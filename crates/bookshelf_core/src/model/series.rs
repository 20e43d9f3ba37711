//! Series entity.

use super::validation::require_text;
use super::{Book, Entity, EntityKind, Key, ValidationError};
use crate::graph::{Arena, EntityGraph};

#[derive(Debug, Clone)]
pub struct Series {
    name: String,
    description: String,
    pub(crate) books: Vec<Key<Book>>,
}

impl Series {
    pub fn new(name: impl Into<String>, description: impl Into<String>) -> Self {
        Self {
            name: name.into(),
            description: description.into(),
            books: Vec::new(),
        }
    }

    pub fn name(&self) -> &str {
        &self.name
    }

    pub fn description(&self) -> &str {
        &self.description
    }

    pub fn books(&self) -> &[Key<Book>] {
        &self.books
    }

    pub fn set_name(&mut self, value: impl Into<String>) {
        self.name = value.into();
    }

    pub fn set_description(&mut self, value: impl Into<String>) {
        self.description = value.into();
    }
}

impl Entity for Series {
    const KIND: EntityKind = EntityKind::Series;

    fn validate(&self) -> Result<(), ValidationError> {
        require_text(Self::KIND, "name", &self.name)
    }

    fn label(&self) -> String {
        self.name.clone()
    }

    fn arena(graph: &EntityGraph) -> &Arena<Self> {
        &graph.series
    }

    fn arena_mut(graph: &mut EntityGraph) -> &mut Arena<Self> {
        &mut graph.series
    }
}
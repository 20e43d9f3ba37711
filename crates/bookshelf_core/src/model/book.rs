//! Book entity.

use super::validation::require_text;
use super::{
    Author, Editor, Entity, EntityKind, Genre, Key, Publisher, Review, Series, ValidationError,
};
use crate::graph::{Arena, EntityGraph};
use chrono::{DateTime, Utc};

#[derive(Debug, Clone)]
pub struct Book {
    title: String,
    isbn: String,
    publication_date: DateTime<Utc>,
    pub(crate) author: Option<Key<Author>>,
    pub(crate) series: Option<Key<Series>>,
    pub(crate) publisher: Option<Key<Publisher>>,
    pub(crate) editors: Vec<Key<Editor>>,
    pub(crate) genres: Vec<Key<Genre>>,
    pub(crate) reviews: Vec<Key<Review>>,
}

impl Book {
    pub fn new(
        title: impl Into<String>,
        isbn: impl Into<String>,
        publication_date: DateTime<Utc>,
    ) -> Self {
        Self {
            title: title.into(),
            isbn: isbn.into(),
            publication_date,
            author: None,
            series: None,
            publisher: None,
            editors: Vec::new(),
            genres: Vec::new(),
            reviews: Vec::new(),
        }
    }

    pub fn title(&self) -> &str {
        &self.title
    }

    /// Globally unique across all books.
    pub fn isbn(&self) -> &str {
        &self.isbn
    }

    pub fn publication_date(&self) -> DateTime<Utc> {
        self.publication_date
    }

    pub fn author(&self) -> Option<Key<Author>> {
        self.author
    }

    pub fn series(&self) -> Option<Key<Series>> {
        self.series
    }

    pub fn publisher(&self) -> Option<Key<Publisher>> {
        self.publisher
    }

    pub fn editors(&self) -> &[Key<Editor>] {
        &self.editors
    }

    pub fn genres(&self) -> &[Key<Genre>] {
        &self.genres
    }

    pub fn reviews(&self) -> &[Key<Review>] {
        &self.reviews
    }

    pub fn set_title(&mut self, value: impl Into<String>) {
        self.title = value.into();
    }

    pub fn set_isbn(&mut self, value: impl Into<String>) {
        self.isbn = value.into();
    }

    pub fn set_publication_date(&mut self, value: DateTime<Utc>) {
        self.publication_date = value;
    }
}

impl Entity for Book {
    const KIND: EntityKind = EntityKind::Book;

    fn validate(&self) -> Result<(), ValidationError> {
        require_text(Self::KIND, "title", &self.title)?;
        require_text(Self::KIND, "isbn", &self.isbn)
    }

    fn label(&self) -> String {
        self.title.clone()
    }

    fn arena(graph: &EntityGraph) -> &Arena<Self> {
        &graph.books
    }

    fn arena_mut(graph: &mut EntityGraph) -> &mut Arena<Self> {
        &mut graph.books
    }
}
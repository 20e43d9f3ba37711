//! Directional follow edges between users.
//!
//! # Invariants
//! - `forward[a]` contains `b` exactly when `reverse[b]` contains `a`.
//! - A user never follows themselves.

use crate::model::{Key, User};
use std::collections::{BTreeMap, BTreeSet};

#[derive(Debug, Clone, Default)]
pub struct FollowIndex {
    forward: BTreeMap<Key<User>, BTreeSet<Key<User>>>,
    reverse: BTreeMap<Key<User>, BTreeSet<Key<User>>>,
}

impl FollowIndex {
    pub(crate) fn insert(&mut self, follower: Key<User>, followed: Key<User>) -> bool {
        if follower == followed {
            return false;
        }
        let added = self.forward.entry(follower).or_default().insert(followed);
        if added {
            self.reverse.entry(followed).or_default().insert(follower);
        }
        added
    }

    pub(crate) fn remove(&mut self, follower: Key<User>, followed: Key<User>) -> bool {
        let removed = detach(&mut self.forward, follower, followed);
        if removed {
            detach(&mut self.reverse, followed, follower);
        }
        removed
    }

    /// Drops every edge touching `user` and returns the other endpoints.
    pub(crate) fn purge(&mut self, user: Key<User>) -> BTreeSet<Key<User>> {
        let mut affected = BTreeSet::new();
        for followed in self.forward.remove(&user).unwrap_or_default() {
            detach(&mut self.reverse, followed, user);
            affected.insert(followed);
        }
        for follower in self.reverse.remove(&user).unwrap_or_default() {
            detach(&mut self.forward, follower, user);
            affected.insert(follower);
        }
        affected
    }

    pub fn contains(&self, follower: Key<User>, followed: Key<User>) -> bool {
        self.forward
            .get(&follower)
            .is_some_and(|edges| edges.contains(&followed))
    }

    /// Users that `user` follows.
    pub fn following(&self, user: Key<User>) -> Vec<Key<User>> {
        collect(&self.forward, user)
    }

    /// Users following `user`.
    pub fn followers(&self, user: Key<User>) -> Vec<Key<User>> {
        collect(&self.reverse, user)
    }

    pub fn edge_count(&self) -> usize {
        self.forward.values().map(BTreeSet::len).sum()
    }
}

fn detach(
    edges: &mut BTreeMap<Key<User>, BTreeSet<Key<User>>>,
    from: Key<User>,
    to: Key<User>,
) -> bool {
    let Some(targets) = edges.get_mut(&from) else {
        return false;
    };
    let removed = targets.remove(&to);
    if targets.is_empty() {
        edges.remove(&from);
    }
    removed
}

fn collect(edges: &BTreeMap<Key<User>, BTreeSet<Key<User>>>, user: Key<User>) -> Vec<Key<User>> {
    edges
        .get(&user)
        .map(|targets| targets.iter().copied().collect())
        .unwrap_or_default()
}
//! Layered runtime settings.
//!
//! Sources, highest priority first:
//! 1. `BOOKSHELF_*` environment variables (`__` separates nested keys, for
//!    example `BOOKSHELF_DATABASE__PATH`), after loading `.env` if present
//! 2. the settings file (`bookshelf.toml`, or the path in `BOOKSHELF_CONFIG`)
//! 3. built-in defaults

use crate::logging::{default_log_level, LogLevel, LoggingError};
use crate::query::GENRE_SEARCH_LIMIT;
use serde::Deserialize;
use std::path::{Path, PathBuf};
use thiserror::Error;

const DEFAULT_CONFIG_FILE: &str = "bookshelf.toml";
const CONFIG_FILE_ENV: &str = "BOOKSHELF_CONFIG";
const ENV_PREFIX: &str = "BOOKSHELF";

#[derive(Debug, Error)]
pub enum SettingsError {
    #[error("failed to load settings: {0}")]
    Source(#[from] config::ConfigError),
    #[error("invalid logging.level: {0}")]
    Level(#[from] LoggingError),
    #[error("search.genre_limit must be greater than zero")]
    ZeroGenreLimit,
}

#[derive(Debug, Clone, Default, Deserialize, PartialEq, Eq)]
pub struct Settings {
    #[serde(default)]
    pub database: DatabaseSettings,
    #[serde(default)]
    pub logging: LoggingSettings,
    #[serde(default)]
    pub search: SearchSettings,
}

impl Settings {
    /// Loads `.env`, the settings file and the environment overlay.
    pub fn load() -> Result<Self, SettingsError> {
        let _ = dotenvy::dotenv();
        let path = std::env::var(CONFIG_FILE_ENV)
            .map(PathBuf::from)
            .unwrap_or_else(|_| PathBuf::from(DEFAULT_CONFIG_FILE));
        Self::load_from(&path)
    }

    /// Loads `path` (optional) and the environment overlay.
    pub fn load_from(path: &Path) -> Result<Self, SettingsError> {
        let settings: Settings = config::Config::builder()
            .add_source(config::File::from(path).required(false))
            .add_source(
                config::Environment::with_prefix(ENV_PREFIX)
                    .prefix_separator("_")
                    .separator("__")
                    .try_parsing(true),
            )
            .build()?
            .try_deserialize()?;
        settings.validate()?;
        Ok(settings)
    }

    fn validate(&self) -> Result<(), SettingsError> {
        LogLevel::parse(&self.logging.level)?;
        if self.search.genre_limit == 0 {
            return Err(SettingsError::ZeroGenreLimit);
        }
        Ok(())
    }
}

#[derive(Debug, Clone, Deserialize, PartialEq, Eq)]
pub struct DatabaseSettings {
    #[serde(default = "DatabaseSettings::default_path")]
    pub path: PathBuf,
}

impl DatabaseSettings {
    fn default_path() -> PathBuf {
        PathBuf::from("bookshelf.sqlite3")
    }
}

impl Default for DatabaseSettings {
    fn default() -> Self {
        Self {
            path: Self::default_path(),
        }
    }
}

#[derive(Debug, Clone, Deserialize, PartialEq, Eq)]
pub struct LoggingSettings {
    #[serde(default = "LoggingSettings::default_level")]
    pub level: String,
    /// File logging stays off when unset.
    #[serde(default)]
    pub dir: Option<PathBuf>,
}

impl LoggingSettings {
    fn default_level() -> String {
        default_log_level().to_string()
    }
}

impl Default for LoggingSettings {
    fn default() -> Self {
        Self {
            level: Self::default_level(),
            dir: None,
        }
    }
}

#[derive(Debug, Clone, Deserialize, PartialEq, Eq)]
pub struct SearchSettings {
    #[serde(default = "SearchSettings::default_genre_limit")]
    pub genre_limit: usize,
}

impl SearchSettings {
    fn default_genre_limit() -> usize {
        GENRE_SEARCH_LIMIT
    }
}

impl Default for SearchSettings {
    fn default() -> Self {
        Self {
            genre_limit: Self::default_genre_limit(),
        }
    }
}
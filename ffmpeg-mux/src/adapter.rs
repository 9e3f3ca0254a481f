use bytes::{Bytes, BytesMut};

/// Converts source frames into the exact layout an encoder accepts and
/// stamps them on the encoder timeline.
pub trait FrameAdapter {
    type Input;
    type Output;

    /// Feeds one source frame. May return nothing while samples accumulate.
    fn normalize(&mut self, frame: Self::Input) -> anyhow::Result<Option<Self::Output>>;

    /// Returns further ready output without consuming new input.
    fn pending(&mut self) -> anyhow::Result<Option<Self::Output>> {
        Ok(None)
    }

    /// Drains internal buffers at end of stream. Call until it returns None.
    fn flush(&mut self) -> anyhow::Result<Option<Self::Output>> {
        Ok(None)
    }

    /// Timestamp the next output frame will carry.
    fn next_pts(&self) -> i64;
}

/// FIFO of audio samples kept per plane, so encoder-sized blocks can be cut
/// from arbitrarily sized conversions.
#[derive(Debug)]
pub struct SampleQueue {
    planes: Vec<BytesMut>,
    /// Bytes one sample occupies in each plane.
    stride: usize,
    samples: usize,
}

impl SampleQueue {
    pub fn new(planes: usize, stride: usize) -> Self {
        Self {
            planes: (0..planes).map(|_| BytesMut::new()).collect(),
            stride,
            samples: 0,
        }
    }

    pub fn len(&self) -> usize {
        self.samples
    }

    pub fn is_empty(&self) -> bool {
        self.samples == 0
    }

    pub fn planes(&self) -> usize {
        self.planes.len()
    }

    /// Appends `samples` from each plane slice. Slices may be longer than
    /// needed (FFmpeg line sizes are padded).
    pub fn push(&mut self, data: &[&[u8]], samples: usize) -> anyhow::Result<()> {
        if data.len() != self.planes.len() {
            anyhow::bail!(
                "expected {} planes, got {}",
                self.planes.len(),
                data.len()
            );
        }
        let bytes = samples * self.stride;
        for (plane, src) in self.planes.iter_mut().zip(data) {
            if src.len() < bytes {
                anyhow::bail!("plane holds {} bytes, need {}", src.len(), bytes);
            }
            plane.extend_from_slice(&src[..bytes]);
        }
        self.samples += samples;
        Ok(())
    }

    /// Removes exactly `samples` from the front, or nothing if fewer are queued.
    pub fn pop(&mut self, samples: usize) -> Option<Vec<Bytes>> {
        if samples == 0 || self.samples < samples {
            return None;
        }
        let bytes = samples * self.stride;
        self.samples -= samples;
        Some(
            self.planes
                .iter_mut()
                .map(|plane| plane.split_to(bytes).freeze())
                .collect(),
        )
    }

    /// Removes everything that is left, padded with `fill` up to `pad_to`
    /// samples when requested.
    pub fn pop_remaining(&mut self, pad_to: Option<usize>, fill: u8) -> Option<(Vec<Bytes>, usize)> {
        if self.samples == 0 {
            return None;
        }
        let queued = self.samples;
        let target = pad_to.map_or(queued, |n| n.max(queued));
        let mut out = self.pop(queued)?;
        if target > queued {
            let extra = (target - queued) * self.stride;
            out = out
                .into_iter()
                .map(|plane| {
                    let mut padded = BytesMut::with_capacity(plane.len() + extra);
                    padded.extend_from_slice(&plane);
                    padded.resize(plane.len() + extra, fill);
                    padded.freeze()
                })
                .collect();
        }
        Some((out, target))
    }
}
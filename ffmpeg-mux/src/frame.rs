use ffmpeg_next::format::{Pixel, Sample};
use ffmpeg_next::ChannelLayout;

/// An uncompressed frame in the layout the target encoder expects.
#[derive(Clone)]
pub enum RawFrame {
    Video(RawVideoFrame),
    Audio(RawAudioFrame),
}

impl RawFrame {
    pub fn pts(&self) -> Option<i64> {
        match self {
            RawFrame::Video(frame) => frame.pts(),
            RawFrame::Audio(frame) => frame.pts(),
        }
    }
}

#[derive(Clone)]
pub struct RawAudioFrame {
    frame: ffmpeg_next::frame::Audio,
}

impl RawAudioFrame {
    pub fn pts(&self) -> Option<i64> {
        self.frame.pts()
    }

    pub fn samples(&self) -> usize {
        self.frame.samples()
    }

    pub fn rate(&self) -> u32 {
        self.frame.rate()
    }

    pub fn format(&self) -> Sample {
        self.frame.format()
    }

    pub fn channel_layout(&self) -> ChannelLayout {
        self.frame.channel_layout()
    }

    pub fn as_audio(&self) -> &ffmpeg_next::frame::Audio {
        &self.frame
    }
}

impl From<ffmpeg_next::frame::Audio> for RawAudioFrame {
    fn from(frame: ffmpeg_next::frame::Audio) -> Self {
        Self { frame }
    }
}

#[derive(Clone)]
pub struct RawVideoFrame {
    frame: ffmpeg_next::frame::Video,
}

impl RawVideoFrame {
    pub fn width(&self) -> u32 {
        self.frame.width()
    }

    pub fn height(&self) -> u32 {
        self.frame.height()
    }

    pub fn format(&self) -> Pixel {
        self.frame.format()
    }

    pub fn pts(&self) -> Option<i64> {
        self.frame.pts()
    }

    pub fn as_video(&self) -> &ffmpeg_next::frame::Video {
        &self.frame
    }
}

impl From<ffmpeg_next::frame::Video> for RawVideoFrame {
    fn from(frame: ffmpeg_next::frame::Video) -> Self {
        Self { frame }
    }
}

impl From<ffmpeg_next::frame::Audio> for RawFrame {
    fn from(frame: ffmpeg_next::frame::Audio) -> Self {
        RawFrame::Audio(frame.into())
    }
}

impl From<ffmpeg_next::frame::Video> for RawFrame {
    fn from(frame: ffmpeg_next::frame::Video) -> Self {
        RawFrame::Video(frame.into())
    }
}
- - - - - - -
▸ What you need to do:
All that is wanted is an exact copy of the lines above from the one with "pub fn samples(&self)" through the one with "impl From<ffmpeg_next::frame::Audio> for RawAudioFrame", with both ends included.

▸ Response to this exercise:
    pub fn samples(&self) -> usize {
        self.frame.samples()
    }

    pub fn rate(&self) -> u32 {
        self.frame.rate()
    }

    pub fn format(&self) -> Sample {
        self.frame.format()
    }

    pub fn channel_layout(&self) -> ChannelLayout {
        self.frame.channel_layout()
    }

    pub fn as_audio(&self) -> &ffmpeg_next::frame::Audio {
        &self.frame
    }
}

impl From<ffmpeg_next::frame::Audio> for RawAudioFrame {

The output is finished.